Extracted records

use thiserror::Error;

/// Longest horizon a projection or goal may cover.
pub const MAX_YEARS: u32 = 100;

pub type InputResult<T> = Result<T, InputError>;

/// Rejection of a parameter record before any computation runs.
#[derive(Error, Debug, Clone, PartialEq)]
pub enum InputError {
    #[error("{field} must be a finite number, got {value}")]
    NotFinite { field: &'static str, value: f64 },

    #[error("{field} must be >= 0, got {value}")]
    Negative { field: &'static str, value: f64 },

    #[error("{field} must be > 0")]
    ZeroYears { field: &'static str },

    #[error("{field} must be <= {max}, got {value}")]
    TooManyYears {
        field: &'static str,
        value: u32,
        max: u32,
    },

    #[error("invalid solver config: {0}")]
    InvalidConfig(String),
}

pub(crate) fn finite(field: &'static str, value: f64) -> InputResult<f64> {
    if value.is_finite() {
        Ok(value)
    } else {
        Err(InputError::NotFinite { field, value })
    }
}

pub(crate) fn non_negative(field: &'static str, value: f64) -> InputResult<f64> {
    let value = finite(field, value)?;
    if value < 0.0 {
        return Err(InputError::Negative { field, value });
    }
    Ok(value)
}

pub(crate) fn positive_years(field: &'static str, years: u32) -> InputResult<u32> {
    if years == 0 {
        return Err(InputError::ZeroYears { field });
    }
    if years > MAX_YEARS {
        return Err(InputError::TooManyYears {
            field,
            value: years,
            max: MAX_YEARS,
        });
    }
    Ok(years)
}

#[cfg(test)]
mod tests {
    use super::*;

    #[test]
    fn non_negative_rejects_nan_before_sign() {
        let err = non_negative("amount", f64::NAN).expect_err("nan must be rejected");
        assert!(matches!(err, InputError::NotFinite { field: "amount", .. }));
    }

    #[test]
    fn non_negative_accepts_zero() {
        assert_eq!(non_negative("amount", 0.0), Ok(0.0));
    }

    #[test]
    fn messages_name_the_field() {
        let err = non_negative("annual_return_rate", -0.5).expect_err("negative");
        assert_eq!(err.to_string(), "annual_return_rate must be >= 0, got -0.5");

        let err = positive_years("years", 0).expect_err("zero years");
        assert_eq!(err.to_string(), "years must be > 0");
    }

    #[test]
    fn positive_years_caps_the_horizon() {
        assert_eq!(positive_years("years", MAX_YEARS), Ok(MAX_YEARS));
        let err = positive_years("years", 4_000_000_000).expect_err("horizon too long");
        assert_eq!(
            err,
            InputError::TooManyYears {
                field: "years",
                value: 4_000_000_000,
                max: MAX_YEARS,
            }
        );
        assert_eq!(err.to_string(), "years must be <= 100, got 4000000000");
    }
}
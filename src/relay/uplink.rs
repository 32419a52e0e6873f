use std::io::{self, Read};
use std::net::{Shutdown, TcpStream};
use std::sync::Arc;
use std::sync::mpsc::Sender;
use std::time::{Duration, Instant};

use tracing::{debug, info, trace, warn};

use super::cat::FrequencyScanner;
use super::slot::PeerSlot;
use super::{FrequencyObservation, ShutdownSignal, CHUNK_SIZE};
use crate::config::RelayConfig;
use crate::error::Error;
use crate::stats::RelayStats;

/// Keep calling `attempt` with slices of at most `step` until it connects,
/// `total` runs out, or shutdown is set (`Ok(None)`). Only timeouts are
/// retried.
fn connect_in_slices<T>(
    shutdown: &ShutdownSignal,
    total: Duration,
    step: Duration,
    mut attempt: impl FnMut(Duration) -> io::Result<T>,
) -> io::Result<Option<T>> {
    let deadline = Instant::now() + total;
    loop {
        if shutdown.is_set() {
            return Ok(None);
        }
        let left = deadline.saturating_duration_since(Instant::now());
        if left.is_zero() {
            return Err(io::Error::new(io::ErrorKind::TimedOut, "connect timed out"));
        }
        match attempt(step.min(left)) {
            Ok(s) => return Ok(Some(s)),
            Err(e) if e.kind() == io::ErrorKind::TimedOut => {}
            Err(e) => return Err(e),
        }
    }
}

/// Client side of the relay: keeps a connection to the radio's CAT port,
/// snoops frequency reports and passes everything on to the downlink.
pub(super) struct Uplink {
    pub cfg: RelayConfig,
    pub shutdown: ShutdownSignal,
    pub own: Arc<PeerSlot>,
    pub downlink: Arc<PeerSlot>,
    pub observed: FrequencyObservation,
    pub updates: Option<Sender<u64>>,
    pub stats: Arc<RelayStats>,
}

impl Uplink {
    pub fn run(self) {
        info!(component = "uplink", radio = %self.cfg.radio, "uplink started");
        let mut first = true;
        while !self.shutdown.is_set() {
            if !first {
                self.stats.inc_reconnect();
            }
            first = false;

            match self.connect() {
                Ok(Some(stream)) => self.serve(stream),
                Ok(None) => break,
                Err(e) => warn!(component = "uplink", radio = %self.cfg.radio, error = %e, "connect failed"),
            }
            self.shutdown.wait(self.cfg.reconnect_delay, self.cfg.poll_interval);
        }
        self.own.close();
        info!(component = "uplink", "uplink stopped");
    }

    /// `None` when shutdown was requested while connecting.
    fn connect(&self) -> crate::error::Result<Option<TcpStream>> {
        let addr = self.cfg.radio_addr()?;
        let attempt = connect_in_slices(
            &self.shutdown,
            self.cfg.connect_timeout,
            self.cfg.poll_interval,
            |slice| TcpStream::connect_timeout(&addr, slice),
        );
        let stream = match attempt {
            Ok(Some(s)) => s,
            Ok(None) => return Ok(None),
            Err(e) => {
                return Err(Error::LinkUnavailable {
                    target: self.cfg.radio.clone(),
                    source: e,
                });
            }
        };
        stream.set_read_timeout(Some(self.cfg.poll_interval))?;
        stream.set_write_timeout(Some(self.cfg.connect_timeout))?;
        stream.set_nodelay(true)?;
        Ok(Some(stream))
    }

    fn serve(&self, mut stream: TcpStream) {
        let writer = match stream.try_clone() {
            Ok(w) => w,
            Err(e) => {
                warn!(component = "uplink", error = %e, "cannot clone radio socket");
                return;
            }
        };
        self.own.install(writer);
        info!(component = "uplink", radio = %self.cfg.radio, "connected to radio");

        let mut scanner = FrequencyScanner::new();
        let mut buf = [0u8; CHUNK_SIZE];
        while !self.shutdown.is_set() {
            match stream.read(&mut buf) {
                Ok(0) => {
                    info!(component = "uplink", "radio closed the connection");
                    break;
                }
                Ok(n) => self.handle_chunk(&mut scanner, &buf[..n]),
                Err(e) if matches!(e.kind(), io::ErrorKind::WouldBlock | io::ErrorKind::TimedOut | io::ErrorKind::Interrupted) => {}
                Err(e) => {
                    warn!(component = "uplink", error = %e, "radio read failed");
                    break;
                }
            }
        }

        self.own.clear();
        let _ = stream.shutdown(Shutdown::Both);
    }

    fn handle_chunk(&self, scanner: &mut FrequencyScanner, chunk: &[u8]) {
        trace!(component = "uplink", len = chunk.len(), "from radio");
        self.stats.add_down(chunk.len());

        if let Some(hz) = scanner.feed(chunk) {
            self.stats.inc_freq_report();
            if self.observed.publish(hz) {
                info!(component = "uplink", frequency_hz = hz, "radio frequency changed");
                if let Some(tx) = &self.updates
                    && tx.send(hz).is_err()
                {
                    debug!(component = "uplink", "frequency listener gone");
                }
            }
        }

        match self.downlink.forward(chunk) {
            Ok(()) => {}
            Err(e @ Error::PeerUnavailable(_)) => {
                self.stats.inc_dropped();
                debug!(component = "uplink", len = chunk.len(), reason = %e, "chunk dropped");
            }
            Err(e) => {
                self.stats.inc_dropped();
                debug!(component = "uplink", len = chunk.len(), error = %e, "chunk dropped, client closed");
            }
        }
    }
}
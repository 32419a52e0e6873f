//! Frequency reports in the transceiver's CAT stream.
//!
//! Only `FA` followed by 11 ASCII digits (VFO A in hertz) is recognized;
//! every other byte is relayed without being looked at.

const TAG: &[u8; 2] = b"FA";
const DIGITS: usize = 11;
const REPORT_LEN: usize = TAG.len() + DIGITS;

/// Most recent frequency report in `buf`, if any.
pub fn last_frequency_report(buf: &[u8]) -> Option<u64> {
    if buf.len() < REPORT_LEN {
        return None;
    }
    (0..=buf.len() - REPORT_LEN)
        .rev()
        .find_map(|i| parse_report(&buf[i..i + REPORT_LEN]))
}

fn parse_report(w: &[u8]) -> Option<u64> {
    let digits = w.strip_prefix(TAG)?;
    if !digits.iter().all(u8::is_ascii_digit) {
        return None;
    }
    Some(
        digits
            .iter()
            .fold(0u64, |acc, d| acc * 10 + u64::from(d - b'0')),
    )
}

/// Scans successive chunks, carrying a short tail so a report split across
/// two reads is still found. The tail is one byte shorter than a report,
/// so a report is never seen twice.
#[derive(Debug, Default)]
pub struct FrequencyScanner {
    tail: Vec<u8>,
}

impl FrequencyScanner {
    pub fn new() -> Self {
        Self::default()
    }

    pub fn feed(&mut self, chunk: &[u8]) -> Option<u64> {
        self.tail.extend_from_slice(chunk);
        let found = last_frequency_report(&self.tail);
        let keep = self.tail.len().min(REPORT_LEN - 1);
        self.tail.drain(..self.tail.len() - keep);
        found
    }
}

#[cfg(test)]
mod tests {
    use super::*;

    #[test]
    fn parses_report() {
        assert_eq!(last_frequency_report(b"FA00014000000;"), Some(14_000_000));
    }

    #[test]
    fn ignores_other_traffic() {
        assert_eq!(last_frequency_report(b"MD2;IF;"), None);
        assert_eq!(last_frequency_report(b"FA;"), None);
        assert_eq!(last_frequency_report(b"FA0001400000X;"), None);
        assert_eq!(last_frequency_report(b"FB00014000000;"), None);
    }

    #[test]
    fn takes_last_report_in_chunk() {
        let chunk = b"FA00007074000;MD2;FA00007076000;";
        assert_eq!(last_frequency_report(chunk), Some(7_076_000));
    }

    #[test]
    fn finds_report_among_other_commands() {
        assert_eq!(last_frequency_report(b"PS1;FA00050313000;SM0005;"), Some(50_313_000));
    }

    #[test]
    fn scanner_joins_split_report() {
        let mut s = FrequencyScanner::new();
        assert_eq!(s.feed(b"MD2;FA000140"), None);
        assert_eq!(s.feed(b"74000;"), Some(14_074_000));
    }

    #[test]
    fn scanner_does_not_repeat_a_report() {
        let mut s = FrequencyScanner::new();
        assert_eq!(s.feed(b"FA00021074000;"), Some(21_074_000));
        assert_eq!(s.feed(b";"), None);
        assert_eq!(s.feed(b"SM0000;"), None);
    }

    #[test]
    fn scanner_tail_stays_bounded() {
        let mut s = FrequencyScanner::new();
        for _ in 0..100 {
            s.feed(b"IF00014074000     +000000000;");
        }
        assert!(s.tail.len() < REPORT_LEN);
    }
}
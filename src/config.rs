use std::net::{SocketAddr, ToSocketAddrs};
use std::time::Duration;

use clap::ValueEnum;

use crate::error::{Error, Result};

/// The controller accepts 1200 to 19200 baud; anything higher is
/// silently treated as 19200 by the device.
pub const MIN_BAUD: u32 = 1200;
pub const MAX_BAUD: u32 = 19_200;

#[derive(Debug, Clone, Copy, PartialEq, Eq, ValueEnum)]
pub enum Parity {
    None,
    Odd,
    Even,
}

impl From<Parity> for serialport::Parity {
    fn from(p: Parity) -> Self {
        match p {
            Parity::None => serialport::Parity::None,
            Parity::Odd => serialport::Parity::Odd,
            Parity::Even => serialport::Parity::Even,
        }
    }
}

#[derive(Debug, Clone, Copy, PartialEq, Eq, ValueEnum)]
pub enum StopBits {
    #[value(name = "1")]
    One,
    #[value(name = "2")]
    Two,
}

impl From<StopBits> for serialport::StopBits {
    fn from(s: StopBits) -> Self {
        match s {
            StopBits::One => serialport::StopBits::One,
            StopBits::Two => serialport::StopBits::Two,
        }
    }
}

#[derive(Debug, Clone, Copy, PartialEq, Eq, Default)]
pub struct FlowControlFlags {
    pub xonxoff: bool,
    pub rtscts: bool,
}

/// Immutable line settings for the controller's serial port. Validated once,
/// then reused for every per-transaction open.
#[derive(Debug, Clone, PartialEq, Eq)]
pub struct SerialLinkConfig {
    pub port: String,
    pub baud_rate: u32,
    pub byte_size: u8,
    pub parity: Parity,
    pub stop_bits: StopBits,
    pub read_timeout: Duration,
    pub write_timeout: Duration,
    pub flow_control: FlowControlFlags,
}

impl Default for SerialLinkConfig {
    fn default() -> Self {
        Self {
            port: "/dev/ttyUSB0".into(),
            baud_rate: MIN_BAUD,
            byte_size: 8,
            parity: Parity::None,
            stop_bits: StopBits::One,
            read_timeout: Duration::from_secs(2),
            write_timeout: Duration::from_secs(2),
            flow_control: FlowControlFlags::default(),
        }
    }
}

impl SerialLinkConfig {
    pub fn validate(self) -> Result<Self> {
        if self.port.is_empty() {
            return Err(Error::InvalidConfig("serial port path is empty".into()));
        }
        if !(MIN_BAUD..=MAX_BAUD).contains(&self.baud_rate) {
            return Err(Error::InvalidConfig(format!(
                "baud rate {} outside {}..={}",
                self.baud_rate, MIN_BAUD, MAX_BAUD
            )));
        }
        if !(5..=8).contains(&self.byte_size) {
            return Err(Error::InvalidConfig(format!(
                "byte size {} outside 5..=8",
                self.byte_size
            )));
        }
        if self.read_timeout.is_zero() || self.write_timeout.is_zero() {
            return Err(Error::InvalidConfig("serial timeouts must be non-zero".into()));
        }
        if self.flow_control.xonxoff && self.flow_control.rtscts {
            return Err(Error::InvalidConfig(
                "xon/xoff and rts/cts flow control are mutually exclusive".into(),
            ));
        }
        Ok(self)
    }

    pub fn data_bits(&self) -> serialport::DataBits {
        match self.byte_size {
            5 => serialport::DataBits::Five,
            6 => serialport::DataBits::Six,
            7 => serialport::DataBits::Seven,
            _ => serialport::DataBits::Eight,
        }
    }

    pub fn flow(&self) -> serialport::FlowControl {
        if self.flow_control.rtscts {
            serialport::FlowControl::Hardware
        } else if self.flow_control.xonxoff {
            serialport::FlowControl::Software
        } else {
            serialport::FlowControl::None
        }
    }
}

#[derive(Debug, Clone, PartialEq, Eq)]
pub struct RelayConfig {
    /// Radio's CAT server, `host:port`.
    pub radio: String,
    /// Where client tools connect.
    pub listen: SocketAddr,
    /// Upper bound on a blocking read or accept wait; also bounds how long
    /// shutdown takes to be noticed.
    pub poll_interval: Duration,
    pub reconnect_delay: Duration,
    pub connect_timeout: Duration,
}

impl RelayConfig {
    pub fn new(radio: impl Into<String>, listen: SocketAddr) -> Self {
        Self {
            radio: radio.into(),
            listen,
            poll_interval: Duration::from_millis(500),
            reconnect_delay: Duration::from_secs(2),
            connect_timeout: Duration::from_secs(3),
        }
    }

    pub fn validate(self) -> Result<Self> {
        if self.poll_interval.is_zero()
            || self.reconnect_delay.is_zero()
            || self.connect_timeout.is_zero()
        {
            return Err(Error::InvalidConfig("relay intervals must be non-zero".into()));
        }
        self.radio_addr()?;
        Ok(self)
    }

    /// Must resolve when the bridge starts. Resolved again on each connect
    /// attempt, so a changed DNS entry is picked up on reconnect.
    pub fn radio_addr(&self) -> Result<SocketAddr> {
        self.radio
            .to_socket_addrs()
            .map_err(|e| Error::InvalidConfig(format!("radio address {:?}: {}", self.radio, e)))?
            .next()
            .ok_or_else(|| Error::InvalidConfig(format!("radio address {:?} did not resolve", self.radio)))
    }
}
use anyhow::Result;
use clap::Parser;

mod band;
mod cli;
mod config;
mod control;
mod driver;
mod error;
mod frame;
mod port;
mod relay;
mod serve;
#[cfg(test)]
mod sim;
mod station;
mod stats;

use driver::{Controller, Timing};
use port::SerialConnector;
use station::Station;

fn main() -> Result<()> {
    let args = cli::Cli::parse();
    tracing_subscriber::fmt()
        .with_max_level(args.log_level())
        .with_target(false)
        .with_writer(std::io::stderr)
        .init();

    let connector = SerialConnector::new(args.ser.to_config())?;
    let station = Station::new(Controller::new(Box::new(connector), Timing::default()));

    match args.cmd {
        cli::Cmd::Relay(opts) => serve::run(station, opts),
        cmd => control::run(&station, cmd),
    }
}
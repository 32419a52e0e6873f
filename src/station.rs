//! What a front-end talks to: the antenna controller plus, once started,
//! the CAT relay. Driver calls run on the caller's thread.

use std::sync::mpsc::{self, Receiver};

use tracing::{debug, info, warn};

use crate::band;
use crate::config::RelayConfig;
use crate::driver::{Controller, FREQUENCY_STEP_HZ};
use crate::error::Result;
use crate::frame::{ControllerStatus, Direction};
use crate::relay::Bridge;

pub struct Station {
    controller: Controller,
    bridge: Option<Bridge>,
}

impl Station {
    pub fn new(controller: Controller) -> Self {
        Self {
            controller,
            bridge: None,
        }
    }

    pub fn status(&self) -> Result<ControllerStatus> {
        self.controller.get_status()
    }

    pub fn get_frequency(&self) -> Result<u32> {
        self.controller.get_frequency()
    }

    pub fn set_frequency(&self, hz: u32) -> Result<ControllerStatus> {
        self.controller.set_frequency(hz)
    }

    pub fn set_direction(&self, direction: Direction) -> Result<ControllerStatus> {
        self.controller.set_direction(direction)
    }

    pub fn autotrack_on(&self) -> Result<()> {
        self.controller.autotrack_on()
    }

    pub fn autotrack_off(&self) -> Result<()> {
        self.controller.autotrack_off()
    }

    pub fn retract(&self) -> Result<u32> {
        self.controller.retract()
    }

    pub fn calibrate(&self) -> Result<u32> {
        self.controller.calibrate()
    }

    /// Move by a signed offset from the current frequency, not going below
    /// zero.
    pub fn step_frequency(&self, delta_hz: i64) -> Result<ControllerStatus> {
        let current = self.controller.get_frequency()?;
        let target = (i64::from(current) + delta_hz).clamp(0, i64::from(u32::MAX)) as u32;
        debug!(component = "station", current, target, "step");
        self.controller.set_frequency(target)
    }

    pub fn band_up(&self) -> Result<ControllerStatus> {
        let current = self.controller.get_frequency()?;
        self.controller.set_frequency(band::band_up(current))
    }

    pub fn band_down(&self) -> Result<ControllerStatus> {
        let current = self.controller.get_frequency()?;
        self.controller.set_frequency(band::band_down(current))
    }

    /// Start the relay. The receiver yields each new radio frequency.
    pub fn start_relay(&mut self, cfg: RelayConfig) -> Result<Receiver<u64>> {
        self.stop_relay();
        let (tx, rx) = mpsc::channel();
        self.bridge = Some(Bridge::start(cfg, Some(tx))?);
        Ok(rx)
    }

    pub fn stop_relay(&mut self) {
        if let Some(mut b) = self.bridge.take() {
            b.stop();
        }
    }

    pub fn relay(&self) -> Option<&Bridge> {
        self.bridge.as_ref()
    }

    /// Non-blocking; `None` until the relay has seen a frequency report.
    pub fn latest_observed_frequency(&self) -> Option<u64> {
        self.bridge.as_ref().and_then(Bridge::latest_observed_frequency)
    }

    /// Tune the antenna to a frequency observed on the radio. Skipped when
    /// the antenna is already there or the value does not fit the
    /// controller's range.
    pub fn sync_from_relay(&self, hz: u64) -> Result<Option<ControllerStatus>> {
        let Ok(hz) = u32::try_from(hz) else {
            warn!(component = "station", frequency_hz = hz, "radio frequency out of controller range");
            return Ok(None);
        };
        let target = hz - hz % FREQUENCY_STEP_HZ;
        let current = self.controller.get_status()?;
        if current.frequency_hz == target {
            debug!(component = "station", frequency_hz = target, "antenna already in sync");
            return Ok(None);
        }
        info!(component = "station", from = current.frequency_hz, to = target, "syncing antenna to radio");
        self.controller.set_frequency(target).map(Some)
    }
}

impl Drop for Station {
    fn drop(&mut self) {
        self.stop_relay();
    }
}
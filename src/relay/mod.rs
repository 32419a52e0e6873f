//! Byte-level relay between a radio's CAT server and one client tool,
//! observing the radio's frequency reports on the way through.

use std::net::SocketAddr;
use std::sync::atomic::{AtomicBool, AtomicU64, Ordering};
use std::sync::mpsc::Sender;
use std::sync::Arc;
use std::thread::{self, JoinHandle};
use std::time::{Duration, Instant};

use tracing::{error, info};

use crate::config::RelayConfig;
use crate::error::Result;
use crate::stats::{RelayStats, StatsSnapshot};

pub mod cat;
mod downlink;
pub mod slot;
mod uplink;

use downlink::Downlink;
use slot::PeerSlot;
use uplink::Uplink;

const CHUNK_SIZE: usize = 4096;

/// Process-wide stop request, observed by both loops between blocking calls.
#[derive(Debug, Clone, Default)]
pub struct ShutdownSignal(Arc<AtomicBool>);

impl ShutdownSignal {
    pub fn new() -> Self {
        Self::default()
    }

    pub fn signal(&self) {
        self.0.store(true, Ordering::Release);
    }

    pub fn is_set(&self) -> bool {
        self.0.load(Ordering::Acquire)
    }

    /// Sleep for `total`, in slices of at most `step`, returning early once
    /// the signal is set. Returns whether it was set.
    pub fn wait(&self, total: Duration, step: Duration) -> bool {
        let deadline = Instant::now() + total;
        while !self.is_set() {
            let now = Instant::now();
            if now >= deadline {
                return false;
            }
            thread::sleep(step.min(deadline - now));
        }
        true
    }
}

/// Last frequency seen in the radio's traffic. Written only by the uplink.
#[derive(Debug, Clone, Default)]
pub struct FrequencyObservation(Arc<AtomicU64>);

impl FrequencyObservation {
    pub fn latest(&self) -> Option<u64> {
        match self.0.load(Ordering::Acquire) {
            0 => None,
            hz => Some(hz),
        }
    }

    /// Store `hz`; true when it differs from the previous value. A zero
    /// report is ignored.
    fn publish(&self, hz: u64) -> bool {
        hz != 0 && self.0.swap(hz, Ordering::AcqRel) != hz
    }
}

pub struct Bridge {
    shutdown: ShutdownSignal,
    observed: FrequencyObservation,
    uplink: Arc<PeerSlot>,
    downlink: Arc<PeerSlot>,
    stats: Arc<RelayStats>,
    local_addr: SocketAddr,
    workers: Vec<JoinHandle<()>>,
}

impl Bridge {
    /// Bind the client socket and start both loops. A bind failure is
    /// returned before anything is spawned. Every new radio frequency is
    /// also sent on `updates`, if given.
    pub fn start(cfg: RelayConfig, updates: Option<Sender<u64>>) -> Result<Self> {
        let cfg = cfg.validate()?;
        let listener = downlink::bind(cfg.listen)?;
        let local_addr = listener.local_addr()?;

        let shutdown = ShutdownSignal::new();
        let observed = FrequencyObservation::default();
        let uplink_slot = Arc::new(PeerSlot::new("uplink"));
        let downlink_slot = Arc::new(PeerSlot::new("downlink"));
        let stats = Arc::new(RelayStats::new());

        let mut bridge = Self {
            shutdown: shutdown.clone(),
            observed: observed.clone(),
            uplink: Arc::clone(&uplink_slot),
            downlink: Arc::clone(&downlink_slot),
            stats: Arc::clone(&stats),
            local_addr,
            workers: Vec::with_capacity(2),
        };

        let down = Downlink {
            listener,
            cfg: cfg.clone(),
            shutdown: shutdown.clone(),
            own: Arc::clone(&downlink_slot),
            uplink: Arc::clone(&uplink_slot),
            stats: Arc::clone(&stats),
        };
        bridge
            .workers
            .push(thread::Builder::new().name("downlink".into()).spawn(move || down.run())?);

        let up = Uplink {
            cfg,
            shutdown,
            own: uplink_slot,
            downlink: downlink_slot,
            observed,
            updates,
            stats,
        };
        // on error the bridge drops here and joins the downlink
        bridge
            .workers
            .push(thread::Builder::new().name("uplink".into()).spawn(move || up.run())?);

        info!(component = "relay", listen = %local_addr, "relay started");
        Ok(bridge)
    }

    pub fn local_addr(&self) -> SocketAddr {
        self.local_addr
    }

    /// Non-blocking read of the last observed radio frequency.
    pub fn latest_observed_frequency(&self) -> Option<u64> {
        self.observed.latest()
    }

    pub fn uplink_connected(&self) -> bool {
        self.uplink.is_connected()
    }

    pub fn downlink_connected(&self) -> bool {
        self.downlink.is_connected()
    }

    pub fn client_addr(&self) -> Option<SocketAddr> {
        self.downlink.peer_addr()
    }

    pub fn stats(&self) -> StatsSnapshot {
        self.stats.snapshot()
    }

    /// Signal both loops, close their sockets and join them.
    pub fn stop(&mut self) {
        if self.workers.is_empty() {
            return;
        }
        self.shutdown.signal();
        self.uplink.close();
        self.downlink.close();
        for w in self.workers.drain(..) {
            let name = w.thread().name().unwrap_or("relay").to_string();
            if w.join().is_err() {
                error!(component = "relay", worker = %name, "worker panicked");
            }
        }
        self.stats.log_summary();
    }
}

impl Drop for Bridge {
    fn drop(&mut self) {
        self.stop();
    }
}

__EXERCISE__
When the word "xonxoff" shows up in a line of the entries, pull that line out.

__THE COMPLETED TASK__
    pub xonxoff: bool,
        if self.flow_control.xonxoff && self.flow_control.rtscts {
        } else if self.flow_control.xonxoff {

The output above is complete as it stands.